El cortejo fúnebre lo siguió hasta la taberna de Chupeta, donde una patrulla puso fin al espectáculo.

El asesino de Cabeça de Nós Todo había matado a éste cuando se disponía a atracar una tienda de materiales de construcción. De pronto, había divisado al policía, que caminaba cabizbajo por la calle. Ante la oportunidad de liquidar al criminal que había asesinado a su hermano, se olvidó del atraco; se agachó detrás de un coche, apuntó y reventó la cabeza del policía militar. Regresó a Vila Sapé, donde vivía, muy satisfecho por la venganza cumplida; de propina, se llevó el chumino.

Inferninho se enteró del suceso a través de su esposa, pero no salió a contemplar el cadáver. En lugar de eso, se quedó en casa y lo celebró fumándose un porro y bebiendo cerveza.

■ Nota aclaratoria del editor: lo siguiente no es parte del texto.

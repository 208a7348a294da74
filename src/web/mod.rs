//! Web server module.

mod handlers;

use crate::config::ServerConfig;
use crate::service::MonitorService;

use axum::{
    extract::DefaultBodyLimit,
    routing::{get, post},
    Router,
};
use std::net::SocketAddr;
use tower_http::cors::{Any, CorsLayer};
use tower_http::trace::TraceLayer;

/// Application state shared across handlers.
#[derive(Clone)]
pub struct AppState {
    pub config: ServerConfig,
    pub service: MonitorService,
}

/// JSON API server for Beacon.
pub struct Server {
    state: AppState,
}

impl Server {
    /// Create a new server with the given dependencies.
    pub fn new(config: ServerConfig, service: MonitorService) -> Self {
        Self {
            state: AppState { config, service },
        }
    }

    /// Build the router with all routes.
    fn routes(&self) -> Router {
        let cors = CorsLayer::new()
            .allow_origin(Any)
            .allow_methods(Any)
            .allow_headers(Any);

        Router::new()
            .route(
                "/api/targets",
                get(handlers::handle_get_targets).post(handlers::handle_create_target),
            )
            .route(
                "/api/targets/{id}",
                get(handlers::handle_get_target)
                    .put(handlers::handle_update_target)
                    .delete(handlers::handle_delete_target),
            )
            .route("/api/targets/{id}/check", post(handlers::handle_check_target))
            .route("/api/targets/{id}/ports", get(handlers::handle_get_ports))
            .route("/api/cycle", post(handlers::handle_run_cycle))
            .route("/api/discovery", post(handlers::handle_discover))
            .route("/api/discovery/add", post(handlers::handle_add_discovered))
            .route("/api/certificates", get(handlers::handle_get_certificates))
            .route("/api/stats", get(handlers::handle_get_stats))
            .layer(TraceLayer::new_for_http())
            .layer(cors)
            .layer(DefaultBodyLimit::max(1024 * 1024)) // 1MB
            .with_state(self.state.clone())
    }

    /// Start the server on the configured port.
    pub async fn start(&self) -> Result<(), Box<dyn std::error::Error + Send + Sync>> {
        let addr = SocketAddr::from(([0, 0, 0, 0], self.state.config.http_port));
        let listener = tokio::net::TcpListener::bind(addr).await?;
        tracing::info!("Web server listening on {}", addr);
        self.serve(listener).await
    }

    async fn serve(
        &self,
        listener: tokio::net::TcpListener,
    ) -> Result<(), Box<dyn std::error::Error + Send + Sync>> {
        axum::serve(listener, self.routes()).await?;
        Ok(())
    }
}

#[cfg(test)]
mod tests {
    use super::*;
    use crate::db::Store;
    use crate::discovery::{DiscoveryEngine, DiscoverySettings};
    use crate::probe::{CertificateInspector, HttpProber, SystemProber};
    use crate::registry::TargetRegistry;
    use crate::scheduler::{CycleRunner, Dispatcher, NetworkChecker};
    use serde_json::{json, Value};
    use std::sync::Arc;
    use tempfile::NamedTempFile;
    use tokio::net::TcpListener;

    async fn spawn_server() -> (String, NamedTempFile) {
        let file = NamedTempFile::new().unwrap();
        let store = Arc::new(Store::new(file.path()).unwrap());
        let registry = TargetRegistry::new(store);
        let dispatcher = Dispatcher::new(4);
        let network = Arc::new(SystemProber);
        let checker = NetworkChecker::new(
            HttpProber::new().unwrap(),
            CertificateInspector::new().unwrap(),
            network.clone(),
        );
        let runner = Arc::new(CycleRunner::new(registry.clone(), Arc::new(checker), dispatcher.clone()));
        let discovery = DiscoveryEngine::new(network, DiscoverySettings::default());
        let service = MonitorService::new(registry, runner, discovery, dispatcher);
        let server = Server::new(ServerConfig::default(), service);

        let listener = TcpListener::bind("127.0.0.1:0").await.unwrap();
        let base = format!("http://{}", listener.local_addr().unwrap());
        tokio::spawn(async move {
            let _ = server.serve(listener).await;
        });
        (base, file)
    }

    #[tokio::test]
    async fn test_target_lifecycle_over_http() {
        let (base, _file) = spawn_server().await;
        let client = reqwest::Client::new();

        let created: Value = client
            .post(format!("{}/api/targets", base))
            .json(&json!({"endpoint": "https://example.com", "name": "Example"}))
            .send()
            .await
            .unwrap()
            .json()
            .await
            .unwrap();
        let id = created["id"].as_i64().unwrap();
        assert_eq!(created["name"], "Example");
        assert_eq!(created["endpoint_kind"], "url");

        let duplicate = client
            .post(format!("{}/api/targets", base))
            .json(&json!({"endpoint": "https://example.com"}))
            .send()
            .await
            .unwrap();
        assert_eq!(duplicate.status(), 409);

        let missing = client
            .get(format!("{}/api/targets/{}", base, id + 100))
            .send()
            .await
            .unwrap();
        assert_eq!(missing.status(), 404);

        let stats: Value = client
            .get(format!("{}/api/stats", base))
            .send()
            .await
            .unwrap()
            .json()
            .await
            .unwrap();
        assert_eq!(stats["total_targets"], 1);

        let deleted = client
            .delete(format!("{}/api/targets/{}", base, id))
            .send()
            .await
            .unwrap();
        assert_eq!(deleted.status(), 204);
    }

    #[tokio::test]
    async fn test_bad_requests() {
        let (base, _file) = spawn_server().await;
        let client = reqwest::Client::new();

        let bad_range = client
            .post(format!("{}/api/discovery", base))
            .json(&json!({"range": "10.0.0.1-999"}))
            .send()
            .await
            .unwrap();
        assert_eq!(bad_range.status(), 400);

        let bad_target = client
            .post(format!("{}/api/targets", base))
            .json(&json!({"endpoint": ""}))
            .send()
            .await
            .unwrap();
        assert_eq!(bad_target.status(), 400);

        let certs: Value = client
            .get(format!("{}/api/certificates?expiring_within=30", base))
            .send()
            .await
            .unwrap()
            .json()
            .await
            .unwrap();
        assert_eq!(certs, json!([]));
    }
}
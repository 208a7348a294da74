//! Registry of monitored targets.
//!
//! A thin view over the backing store that owns the rules the monitoring
//! core relies on: which targets are due, endpoint uniqueness, and
//! normalization of configuration before it is saved.

use chrono::{DateTime, Utc};
use std::sync::Arc;

use crate::db::{
    Certificate, CertificateFilter, DbError, MonitorTarget, MonitoredPort, TargetStore,
};

#[derive(Clone)]
pub struct TargetRegistry {
    store: Arc<dyn TargetStore>,
}

impl TargetRegistry {
    pub fn new(store: Arc<dyn TargetStore>) -> Self {
        Self { store }
    }

    /// Active targets never checked, or checked at least one interval before `now`.
    pub fn list_due(&self, now: DateTime<Utc>) -> Result<Vec<MonitorTarget>, DbError> {
        let targets = self.store.load_active_targets()?;
        Ok(targets.into_iter().filter(|t| t.is_due(now)).collect())
    }

    pub fn list(&self) -> Result<Vec<MonitorTarget>, DbError> {
        self.store.load_targets()
    }

    pub fn get(&self, id: i64) -> Result<Option<MonitorTarget>, DbError> {
        self.store.load_target(id)
    }

    pub fn find_by_endpoint(&self, endpoint: &str) -> Result<Option<MonitorTarget>, DbError> {
        self.store.load_target_by_endpoint(endpoint.trim())
    }

    /// Register a new target. A duplicate endpoint is a `Conflict`.
    pub fn add(&self, mut target: MonitorTarget) -> Result<MonitorTarget, DbError> {
        target.endpoint = target.endpoint.trim().to_string();
        target.normalize();
        if self.store.load_target_by_endpoint(&target.endpoint)?.is_some() {
            return Err(DbError::Conflict(target.endpoint));
        }
        self.store.insert_target(&mut target)?;
        Ok(target)
    }

    /// Save configuration changes. Check state is not touched.
    pub fn update(&self, mut target: MonitorTarget) -> Result<MonitorTarget, DbError> {
        target.endpoint = target.endpoint.trim().to_string();
        target.normalize();
        if let Some(existing) = self.store.load_target_by_endpoint(&target.endpoint)? {
            if existing.id != target.id {
                return Err(DbError::Conflict(target.endpoint));
            }
        }
        target.updated_at = Utc::now();
        self.store.update_target_config(&target)?;
        Ok(target)
    }

    /// Persist the check state of one target.
    pub fn save(&self, target: &MonitorTarget) -> Result<(), DbError> {
        self.save_all(std::slice::from_ref(target))
    }

    /// Persist the check state of a batch of targets in one write.
    pub fn save_all(&self, targets: &[MonitorTarget]) -> Result<(), DbError> {
        if targets.is_empty() {
            return Ok(());
        }
        self.store.upsert_targets(targets)
    }

    pub fn remove(&self, id: i64) -> Result<(), DbError> {
        self.store.delete_target(id)
    }

    pub fn certificates(&self, filter: CertificateFilter) -> Result<Vec<Certificate>, DbError> {
        self.store.list_certificates(filter)
    }

    pub fn ports(&self, target_id: i64) -> Result<Vec<MonitoredPort>, DbError> {
        self.store.load_ports(target_id)
    }

    pub fn replace_ports(&self, target_id: i64, ports: &[MonitoredPort]) -> Result<(), DbError> {
        self.store.replace_ports(target_id, ports)
    }
}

Una semana después de la muerte de Cabeça de Nós Todo, Busca-Pé observaba con una mirada una pizca triste el movimiento de los tractores y de las palas mecánicas en una parcela deshabitada, detrás de los bloques de pisos. Aquel lugar había sido testigo de la mayoría de sus juegos. Se encontraba situado junto al caserón con piscina, un caserón embrujado, donde estaban el guayabal, las jaboticabas y los aguacates. La lluvia había vuelto y lloraba por Busca-Pé, quien, pese a la desolación que la destrucción de las huellas de su infancia le provocaba, miraba fascinado las maniobras de las máquinas que arrasaban plantas de boldo, sensitivas, bellas de las once, anises y girasoles. Era demasiado joven para apreciar hasta qué punto las palas mecánicas se llevaban su infancia. Así, se pasó el día ofreciendo agua fresca a los trabajadores y pidiéndoles que le dejaran dar una vuelta en el tractor.

Un lunes, Barbantinho y Busca-Pé conversaban apoyados en la pared de un edificio para evitar que el viento frío procedente de Barra da Tijuca les cortara los labios.

—Japão dice que el barón de Tacuara y su mujer aparecen todas las medianoches en el caserón de la Gabinal montados en un carruaje —comentó Barbantinho con los ojos desorbitados.

—Mentira, esas historias de aparecidos y almas del otro mundo son mentira. Japão lo ha dicho para tomaros el pelo.

—Pero no es el único. Todo el mundo lo dice. El barón, emperifollado y con una enorme barba azul, aparece en un carruaje, se dedica a pasear por la finca y, cuando está a punto de amanecer, se convierte en humo. ¡Seguro que es verdad! —concluyó Barbantinho.

—A mí no me interesan esas tonterías, ¿vale?

—¿Te atreves a ir hoy a medianoche? —le desafió Barbantinho.